■ HOW TO COMPLETE THIS TASK
For the entries below, print exactly the lines between the line holding "let reading = &entry.reading;" and the line holding "let marker = if", inclusive, and nothing else.

■ DATA RECORDS
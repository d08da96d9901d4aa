//! Configuration file support for GliMind.
//!
//! Configuration is loaded from `$XDG_CONFIG_HOME/glimind/config.toml`.

use crate::classifier::Advisor;
use crate::types::{TimingPolicy, Wording};
use crate::{Error, Result};
use serde::{Deserialize, Serialize};
use std::path::{Path, PathBuf};

/// Application configuration
#[derive(Clone, Debug, Serialize, Deserialize, Default)]
pub struct Config {
    #[serde(default)]
    pub data: DataConfig,

    #[serde(default)]
    pub advisory: AdvisoryConfig,

    #[serde(default)]
    pub validation: ValidationConfig,

    #[serde(default)]
    pub monitoring: MonitoringConfig,
}

/// Data storage configuration
#[derive(Clone, Debug, Serialize, Deserialize)]
pub struct DataConfig {
    #[serde(default = "default_data_dir")]
    pub data_dir: PathBuf,
}

impl Default for DataConfig {
    fn default() -> Self {
        Self {
            data_dir: default_data_dir(),
        }
    }
}

/// Advisory engine configuration
#[derive(Clone, Debug, Serialize, Deserialize, Default)]
pub struct AdvisoryConfig {
    #[serde(default)]
    pub timing: TimingPolicy,

    #[serde(default)]
    pub wording: Wording,
}

impl AdvisoryConfig {
    pub fn advisor(&self) -> Advisor {
        Advisor::new(self.timing, self.wording)
    }
}

/// Input validation limits applied before classification
#[derive(Clone, Debug, Serialize, Deserialize)]
pub struct ValidationConfig {
    /// Values above this are rejected as implausible entries
    #[serde(default = "default_max_glucose_mg_dl")]
    pub max_glucose_mg_dl: i32,
}

impl Default for ValidationConfig {
    fn default() -> Self {
        Self {
            max_glucose_mg_dl: default_max_glucose_mg_dl(),
        }
    }
}

/// Measurement reminder configuration
#[derive(Clone, Debug, Serialize, Deserialize)]
pub struct MonitoringConfig {
    #[serde(default = "default_recheck_after_hours")]
    pub recheck_after_hours: i64,
}

impl Default for MonitoringConfig {
    fn default() -> Self {
        Self {
            recheck_after_hours: default_recheck_after_hours(),
        }
    }
}

// Default value functions
fn default_data_dir() -> PathBuf {
    let base = dirs::data_local_dir()
        .or_else(|| dirs::home_dir().map(|home| home.join(".local/share")))
        .unwrap_or_else(|| PathBuf::from("."));
    base.join("glimind")
}

fn default_max_glucose_mg_dl() -> i32 {
    1000
}

fn default_recheck_after_hours() -> i64 {
    6
}

impl Config {
    /// Load configuration from the standard config path
    pub fn load() -> Result<Self> {
        let config_path = Self::default_config_path();
        if config_path.exists() {
            Self::load_from(&config_path)
        } else {
            tracing::info!(
                "No config file found at {:?}, using defaults",
                config_path
            );
            Ok(Self::default())
        }
    }

    /// Load configuration from a specific path
    pub fn load_from(path: &Path) -> Result<Self> {
        let contents = std::fs::read_to_string(path)?;
        let config: Config = toml::from_str(&contents)?;
        config.validate()?;
        tracing::info!("Loaded config from {:?}", path);
        Ok(config)
    }

    /// Get the default config file path
    pub fn default_config_path() -> PathBuf {
        let base = dirs::config_dir()
            .or_else(|| dirs::home_dir().map(|home| home.join(".config")))
            .unwrap_or_else(|| PathBuf::from("."));
        base.join("glimind").join("config.toml")
    }

    /// Check value ranges that serde cannot express
    pub fn validate(&self) -> Result<()> {
        if self.validation.max_glucose_mg_dl <= 0 {
            return Err(Error::Config(format!(
                "validation.max_glucose_mg_dl must be positive, got {}",
                self.validation.max_glucose_mg_dl
            )));
        }
        if self.monitoring.recheck_after_hours <= 0 {
            return Err(Error::Config(format!(
                "monitoring.recheck_after_hours must be positive, got {}",
                self.monitoring.recheck_after_hours
            )));
        }
        Ok(())
    }

    /// Save the current configuration to the default path
    pub fn save(&self) -> Result<()> {
        let config_path = Self::default_config_path();
        self.save_to(&config_path)
    }

    /// Save the current configuration to a specific path
    pub fn save_to(&self, path: &Path) -> Result<()> {
        if let Some(parent) = path.parent() {
            std::fs::create_dir_all(parent)?;
        }

        let contents = toml::to_string_pretty(self)
            .map_err(|e| Error::Config(format!("Failed to serialize config: {}", e)))?;
        std::fs::write(path, contents)?;
        tracing::info!("Saved config to {:?}", path);
        Ok(())
    }
}
//! Append-only reading log.
//!
//! Readings are appended to a JSONL (JSON Lines) file with file locking
//! to ensure safe concurrent access.

use crate::{Reading, Result};
use fs2::FileExt;
use std::fs::{File, OpenOptions};
use std::io::{BufRead, BufReader, Write};
use std::path::{Path, PathBuf};

/// Default file name of the reading log inside the data directory
pub const READINGS_FILE: &str = "readings.jsonl";

/// Reading sink trait for persisting readings
pub trait ReadingSink {
    fn append(&mut self, reading: &Reading) -> Result<()>;
}

/// JSONL-based reading sink with file locking
pub struct JsonlSink {
    path: PathBuf,
}

impl JsonlSink {
    /// Create a new JSONL sink for the given path
    pub fn new(path: impl Into<PathBuf>) -> Self {
        Self { path: path.into() }
    }

    fn ensure_parent_dir(&self) -> Result<()> {
        if let Some(parent) = self.path.parent() {
            std::fs::create_dir_all(parent)?;
        }
        Ok(())
    }
}

impl ReadingSink for JsonlSink {
    fn append(&mut self, reading: &Reading) -> Result<()> {
        self.ensure_parent_dir()?;

        let file = OpenOptions::new()
            .create(true)
            .append(true)
            .open(&self.path)?;

        file.lock_exclusive()?;

        let mut writer = std::io::BufWriter::new(&file);
        let line = serde_json::to_string(reading)?;
        writer.write_all(line.as_bytes())?;
        writer.write_all(b"\n")?;
        writer.flush()?;
        drop(writer);

        file.unlock()?;

        tracing::debug!("Appended reading {} to {:?}", reading.id, self.path);
        Ok(())
    }
}

/// Read all readings from a log file
///
/// Missing file means no readings. Corrupt lines are skipped with a warning.
pub fn read_readings(path: &Path) -> Result<Vec<Reading>> {
    if !path.exists() {
        return Ok(Vec::new());
    }

    let file = File::open(path)?;
    file.lock_shared()?;

    let reader = BufReader::new(&file);
    let mut readings = Vec::new();

    for (line_num, line_result) in reader.lines().enumerate() {
        let line = line_result?;
        if line.trim().is_empty() {
            continue;
        }

        match serde_json::from_str::<Reading>(&line) {
            Ok(reading) => readings.push(reading),
            Err(e) => {
                tracing::warn!("Failed to parse reading at line {}: {}", line_num + 1, e);
            }
        }
    }

    file.unlock()?;
    tracing::debug!("Read {} readings from {:?}", readings.len(), path);
    Ok(readings)
}
use clap::{Parser, Subcommand, ValueEnum};
use glimind_core::history::{latest_reading, Period};
use glimind_core::ingest::{Confirmation, FoodSelection, PreparedReading, ReadingDraft};
use glimind_core::stats::{critical_alert, needs_check};
use glimind_core::wal::{read_readings, READINGS_FILE};
use glimind_core::*;
use std::io::{self, Write};
use std::path::{Path, PathBuf};

#[derive(Parser)]
#[command(name = "glimind")]
#[command(about = "Glucose log and insulin advisory", long_about = None)]
struct Cli {
    #[command(subcommand)]
    command: Commands,

    /// Override data directory
    #[arg(long, global = true)]
    data_dir: Option<PathBuf>,

    /// Use a specific config file
    #[arg(long, global = true)]
    config: Option<PathBuf>,

    /// Where the midday flag comes from
    #[arg(long, global = true, value_enum)]
    timing: Option<TimingArg>,

    /// Recommendation text style
    #[arg(long, global = true, value_enum)]
    wording: Option<WordingArg>,
}

#[derive(Clone, Copy, ValueEnum)]
enum TimingArg {
    Clock,
    MealTag,
}

impl From<TimingArg> for TimingPolicy {
    fn from(arg: TimingArg) -> Self {
        match arg {
            TimingArg::Clock => TimingPolicy::Clock,
            TimingArg::MealTag => TimingPolicy::MealTag,
        }
    }
}

#[derive(Clone, Copy, ValueEnum)]
enum WordingArg {
    Generic,
    Dosed,
}

impl From<WordingArg> for Wording {
    fn from(arg: WordingArg) -> Self {
        match arg {
            WordingArg::Generic => Wording::Generic,
            WordingArg::Dosed => Wording::Dosed,
        }
    }
}

#[derive(Subcommand)]
enum Commands {
    /// Show the advisory for a glucose value without saving anything
    Classify {
        /// Glucose value in mg/dL
        #[arg(long, allow_hyphen_values = true)]
        glucose: String,

        /// Measurement time (YYYY-MM-DDTHH:mm); defaults to now
        #[arg(long)]
        at: Option<String>,

        /// Meal context (fasting, pre_lunch, ...)
        #[arg(long)]
        meal_type: Option<String>,

        /// Print the alert as JSON
        #[arg(long)]
        json: bool,
    },

    /// Record a glucose reading
    Log {
        /// Glucose value in mg/dL
        #[arg(long, allow_hyphen_values = true)]
        glucose: String,

        /// Measurement time (YYYY-MM-DDTHH:mm); defaults to now
        #[arg(long)]
        at: Option<String>,

        /// Meal context (fasting, pre_lunch, ...)
        #[arg(long, default_value = "fasting")]
        meal_type: String,

        /// Food eaten: NAME@CATEGORY, NAME@CATEGORY! (high glycemic) or custom:NAME
        #[arg(long = "food")]
        foods: Vec<String>,

        /// Free-text note
        #[arg(long)]
        notes: Option<String>,

        /// Insulin was applied with the suggested units
        #[arg(long, conflicts_with = "no_insulin")]
        insulin_applied: bool,

        /// Insulin units actually applied (implies --insulin-applied)
        #[arg(long, conflicts_with = "no_insulin")]
        units: Option<u32>,

        /// No insulin was applied
        #[arg(long)]
        no_insulin: bool,

        /// Skip the prompt; records no insulin unless --insulin-applied or --units is given
        #[arg(long, short = 'y')]
        yes: bool,

        /// Show the advisory without saving
        #[arg(long)]
        dry_run: bool,
    },

    /// List recent readings with their advisories
    History {
        /// 24h, 7d or 30d
        #[arg(long, default_value = "7d")]
        period: String,
    },

    /// Summary statistics for a period
    Stats {
        /// 24h, 7d or 30d
        #[arg(long, default_value = "7d")]
        period: String,
    },

    /// Export readings to CSV
    Export {
        /// Output file
        #[arg(long)]
        out: PathBuf,

        /// 24h, 7d or 30d
        #[arg(long, default_value = "30d")]
        period: String,
    },
}

fn main() -> Result<()> {
    glimind_core::logging::init();

    let cli = Cli::parse();

    if let Err(e) = run(cli) {
        if matches!(e, Error::InvalidGlucose(_) | Error::InvalidTimestamp(_)) {
            eprintln!("Informe um valor válido. {}", e);
        }
        return Err(e);
    }
    Ok(())
}

fn run(cli: Cli) -> Result<()> {
    let mut config = match &cli.config {
        Some(path) => Config::load_from(path)?,
        None => Config::load()?,
    };
    if let Some(timing) = cli.timing {
        config.advisory.timing = timing.into();
    }
    if let Some(wording) = cli.wording {
        config.advisory.wording = wording.into();
    }

    let errors = DosageTable::standard().validate();
    if !errors.is_empty() {
        eprintln!("Dosage table validation errors:");
        for error in errors {
            eprintln!("  - {}", error);
        }
        return Err(Error::Config("Invalid dosage table".into()));
    }

    let data_dir = cli.data_dir.unwrap_or_else(|| config.data.data_dir.clone());
    let advisor = config.advisory.advisor();
    tracing::debug!(?advisor, data_dir = %data_dir.display(), "Resolved configuration");

    match cli.command {
        Commands::Classify {
            glucose,
            at,
            meal_type,
            json,
        } => cmd_classify(&advisor, &config, glucose, at, meal_type, json),
        Commands::Log {
            glucose,
            at,
            meal_type,
            foods,
            notes,
            insulin_applied,
            units,
            no_insulin,
            yes,
            dry_run,
        } => {
            let foods = foods
                .iter()
                .map(|f| f.parse::<FoodSelection>())
                .collect::<Result<Vec<_>>>()?;
            let draft = ReadingDraft {
                glucose,
                measured_at: at.unwrap_or_else(now_string),
                meal_type: meal_type.parse()?,
                foods,
                notes,
            };
            let decision = InsulinDecision {
                insulin_applied,
                units,
                no_insulin,
                yes,
            };
            cmd_log(&data_dir, &advisor, &config, draft, decision, dry_run)
        }
        Commands::History { period } => cmd_history(&data_dir, &advisor, period.parse()?),
        Commands::Stats { period } => {
            cmd_stats(&data_dir, &advisor, &config, period.parse()?)
        }
        Commands::Export { out, period } => {
            cmd_export(&data_dir, &advisor, &out, period.parse()?)
        }
    }
}

fn now() -> MeasuredAt {
    chrono::Local::now().naive_local()
}

fn now_string() -> String {
    now().format(classifier::MEASURED_AT_FORMAT).to_string()
}

fn readings_path(data_dir: &Path) -> PathBuf {
    data_dir.join(READINGS_FILE)
}

fn cmd_classify(
    advisor: &Advisor,
    config: &Config,
    glucose: String,
    at: Option<String>,
    meal_type: Option<String>,
    json: bool,
) -> Result<()> {
    let glucose_mg_dl = ingest::parse_glucose(&glucose, &config.validation)?;
    let measured_at = match at {
        Some(at) => parse_measured_at(&at)?,
        None => now(),
    };

    let mut measurement = Measurement::new(glucose_mg_dl, measured_at);
    if let Some(meal_type) = meal_type {
        measurement = measurement.with_meal_type(meal_type.parse()?);
    }

    let alert = advisor.classify(&measurement);

    if json {
        println!("{}", serde_json::to_string_pretty(&alert)?);
    } else {
        display_alert(&alert);
    }
    Ok(())
}

struct InsulinDecision {
    insulin_applied: bool,
    units: Option<u32>,
    no_insulin: bool,
    yes: bool,
}

fn cmd_log(
    data_dir: &Path,
    advisor: &Advisor,
    config: &Config,
    draft: ReadingDraft,
    decision: InsulinDecision,
    dry_run: bool,
) -> Result<()> {
    let prepared = prepare(draft, advisor, &config.validation)?;

    display_alert(&prepared.advisory);
    if prepared.has_high_glycemic_food() {
        println!("  ⚠ Refeição com alimentos de alto índice glicêmico");
        println!();
    }

    if dry_run {
        println!("[Dry run - reading not saved]");
        return Ok(());
    }

    let confirmation = if let Some(units) = decision.units {
        Confirmation::applied(units)
    } else if decision.insulin_applied {
        Confirmation::accept_suggestion()
    } else if decision.no_insulin || decision.yes {
        Confirmation::not_applied()
    } else {
        prompt_confirmation(&prepared)?
    };

    let reading = prepared.confirm(confirmation)?;

    let mut sink = JsonlSink::new(readings_path(data_dir));
    sink.append(&reading)?;

    match reading.insulin_units {
        Some(units) => println!("✓ Reading saved ({} mg/dL, {} units)", reading.glucose_mg_dl, units),
        None => println!("✓ Reading saved ({} mg/dL)", reading.glucose_mg_dl),
    }
    Ok(())
}

fn prompt_confirmation(prepared: &PreparedReading) -> Result<Confirmation> {
    println!("─────────────────────────────────────────");
    let suggested = prepared.suggested_units().filter(|&u| u > 0);
    match suggested {
        Some(units) => {
            println!("Suggested insulin: {} units", units);
            println!("Press Enter to confirm the suggestion");
            println!("  a number + Enter to record a different dose");
            println!("  'n' + Enter if no insulin was applied");
        }
        None => {
            println!("No insulin suggested");
            println!("Press Enter if no insulin was applied");
            println!("  a number + Enter to record the units applied");
        }
    }
    print!("> ");
    io::stdout().flush()?;

    let mut input = String::new();
    io::stdin().read_line(&mut input)?;
    let input = input.trim().to_lowercase();

    let confirmation = match input.as_str() {
        "n" => Confirmation::not_applied(),
        "" if suggested.is_some() => Confirmation::accept_suggestion(),
        "" => Confirmation::not_applied(),
        other => {
            let units = other.parse::<u32>().map_err(|_| {
                Error::Ingestion(format!("'{}' is not a valid unit count", other))
            })?;
            Confirmation::applied(units)
        }
    };

    Ok(confirmation)
}

fn cmd_history(data_dir: &Path, advisor: &Advisor, period: Period) -> Result<()> {
    let readings = load_recent_readings(&readings_path(data_dir), now(), period.days())?;

    if readings.is_empty() {
        println!("No readings in the last {} days.", period.days());
        return Ok(());
    }

    for entry in with_advisories(readings, advisor) {
        let reading = &entry.reading;
        let insulin = match (reading.insulin_applied, reading.insulin_units) {
            (true, Some(units)) => format!(" • {} unidades de insulina", units),
            _ => String::new(),
        };
        println!(
            "{}  {:>4} mg/dL  {:<15} [{}] {}{}",
            reading.measured_at.format("%d/%m/%Y %H:%M"),
            reading.glucose_mg_dl,
            reading.meal_type.label(),
            entry.advisory.severity.as_str().to_uppercase(),
            entry.advisory.message,
            insulin
        );
        for item in &reading.food_items {
            let marker = if item.high_glycemic { " (Alto IG)" } else { "" };
            println!("      • {}{}", item.name, marker);
        }
        if let Some(ref notes) = reading.notes {
            println!("      Obs: {}", notes);
        }
    }

    Ok(())
}

fn cmd_stats(data_dir: &Path, advisor: &Advisor, config: &Config, period: Period) -> Result<()> {
    let path = readings_path(data_dir);
    let current = now();
    let readings = load_recent_readings(&path, current, period.days())?;
    let stats = GlucoseStats::from_readings(&readings);

    println!("Last {} days", period.days());
    println!("  Readings:       {}", stats.total);
    if stats.total > 0 {
        println!("  Average:        {} mg/dL", stats.average);
        println!("  Lowest:         {} mg/dL", stats.min);
        println!("  Highest:        {} mg/dL", stats.max);
        println!(
            "  In range:       {} ({}%)",
            stats.in_range,
            stats.time_in_range_percent()
        );
        println!("  Total insulin:  {} units", stats.total_insulin);
        println!();
        println!("  Distribution");
        println!("    Muito Baixa (<54):   {}", stats.distribution.very_low);
        println!("    Baixa (54-69):       {}", stats.distribution.low);
        println!("    Normal (70-180):     {}", stats.distribution.normal);
        println!("    Alta (181-250):      {}", stats.distribution.high);
        println!("    Muito Alta (>250):   {}", stats.distribution.very_high);
        println!();
        println!("  By meal");
        for (meal, meal_stats) in &stats.by_meal_type {
            println!(
                "    {:<16} {:>4} mg/dL ({} readings)",
                meal.label(),
                meal_stats.average,
                meal_stats.count
            );
        }
    }

    let all = read_readings(&path)?;
    let latest = latest_reading(&all);
    if let Some(reading) = latest {
        if let Some(alert) = critical_alert(reading, advisor) {
            println!();
            println!(
                "🚨 Última glicemia em nível crítico: {} mg/dL ({})",
                reading.glucose_mg_dl,
                reading.measured_at.format("%d/%m/%Y %H:%M")
            );
            println!("   {}", alert.message);
            if let Some(ref recommendation) = alert.recommendation {
                println!("   {}", recommendation);
            }
        }
    }

    if needs_check(
        latest,
        current,
        config.monitoring.recheck_after_hours,
    ) {
        println!();
        println!(
            "⏰ Time for a new measurement (none in the last {} hours)",
            config.monitoring.recheck_after_hours
        );
    }

    Ok(())
}

fn cmd_export(data_dir: &Path, advisor: &Advisor, out: &Path, period: Period) -> Result<()> {
    let mut readings = load_recent_readings(&readings_path(data_dir), now(), period.days())?;
    readings.reverse();

    let count = export_csv(&readings, advisor, out)?;
    println!("✓ Exported {} readings", count);
    println!("  CSV: {}", out.display());
    Ok(())
}

fn display_alert(alert: &AlertResult) {
    let marker = match alert.severity {
        Severity::Danger => "✖",
        Severity::Warning => "⚠",
        Severity::Success => "✓",
    };

    println!("\n╭─────────────────────────────────────────╮");
    println!("│  {} {}", marker, alert.message);
    println!("╰─────────────────────────────────────────╯");
    println!();
    println!("  Severity: {}", alert.severity.as_str());
    if let Some(ref recommendation) = alert.recommendation {
        println!("  {}", recommendation);
    }
    if let Some(units) = alert.insulin_units {
        println!("  Suggested insulin: {} units", units);
    }
    println!();
}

■ RESPONSE TO THIS EXERCISE
        let reading = &entry.reading;
        let insulin = match (reading.insulin_applied, reading.insulin_units) {
            (true, Some(units)) => format!(" • {} unidades de insulina", units),
            _ => String::new(),
        };
        println!(
            "{}  {:>4} mg/dL  {:<15} [{}] {}{}",
            reading.measured_at.format("%d/%m/%Y %H:%M"),
            reading.glucose_mg_dl,
            reading.meal_type.label(),
            entry.advisory.severity.as_str().to_uppercase(),
            entry.advisory.message,
            insulin
        );
        for item in &reading.food_items {
            let marker = if item.high_glycemic { " (Alto IG)" } else { "" };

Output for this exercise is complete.